### Exercise details
Search the data below for the string "sales" and copy all lines where it shows up.

### Provided material
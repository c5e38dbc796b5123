//! # Sale Engine
//!
//! The engine's public operations.
//!
//! ## commit_sale
//! ```text
//! ┌─────────────────────────────────────────────────────────────────────────┐
//! │  CommitSaleRequest                                                      │
//! │       │                                                                 │
//! │       ├── idempotency key already used? ──► return that sale           │
//! │       ▼                                                                 │
//! │  price_items()        CatalogPort, concurrent, order kept              │
//! │       ▼                                                                 │
//! │  sale_total() ─► validate_payments() ─► reconcile()                    │
//! │       │                                                                 │
//! │       │   any ValidationError ──► nothing written                      │
//! │       ▼                                                                 │
//! │  SaleRepository::commit_sale()   one transaction                       │
//! │       ▼                                                                 │
//! │  Sale (completed)                                                      │
//! └─────────────────────────────────────────────────────────────────────────┘
//! ```
//!
//! ## get_sale_aggregate / render_invoice
//! The sale is always read through the caller's tenant. A sale of another
//! tenant and a malformed id both answer `NotFound`.

use serde::{Deserialize, Serialize};
use std::fmt;
use std::sync::Arc;
use tracing::{debug, info, warn};
use ts_rs::TS;
use uuid::Uuid;

use comanda_core::invoice::{render_invoice, InvoiceLayout, INVOICE_CONTENT_TYPE};
use comanda_core::pricing::{reconcile, sale_total, validate_payments};
use comanda_core::validation::normalize_idempotency_key;
use comanda_core::{LineItemRequest, PaymentRequest, Sale, SaleAggregate, SaleRecord};
use comanda_db::{Database, SaleRepository};

use crate::context::RequestContext;
use crate::error::{EngineError, EngineResult};
use crate::ports::{CatalogPort, TenantProfilePort};
use crate::pricing::price_items;

// =============================================================================
// Request / Response Types
// =============================================================================

/// A sale as submitted by the register.
#[derive(Debug, Clone, PartialEq, Eq, Serialize, Deserialize, TS)]
#[ts(export)]
pub struct CommitSaleRequest {
    pub items: Vec<LineItemRequest>,
    pub payments: Vec<PaymentRequest>,
    /// Retry token. Resubmitting with the same key returns the first sale.
    #[serde(default)]
    pub idempotency_key: Option<String>,
}

/// A rendered invoice, ready to be sent as a download.
#[derive(Debug, Clone, PartialEq, Eq)]
pub struct InvoiceDocument {
    pub filename: String,
    pub content_type: String,
    pub bytes: Vec<u8>,
}

// =============================================================================
// Engine
// =============================================================================

/// Commits sales and serves them back.
///
/// Holds only shared handles; clone it freely.
#[derive(Clone)]
pub struct SaleEngine {
    sales: SaleRepository,
    catalog: Arc<dyn CatalogPort>,
    profiles: Arc<dyn TenantProfilePort>,
    layout: InvoiceLayout,
}

impl fmt::Debug for SaleEngine {
    fn fmt(&self, f: &mut fmt::Formatter<'_>) -> fmt::Result {
        f.debug_struct("SaleEngine")
            .field("sales", &self.sales)
            .field("layout", &self.layout)
            .finish_non_exhaustive()
    }
}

### Answer space
/// Commits sales and serves them back.
    sales: SaleRepository,
            .field("sales", &self.sales)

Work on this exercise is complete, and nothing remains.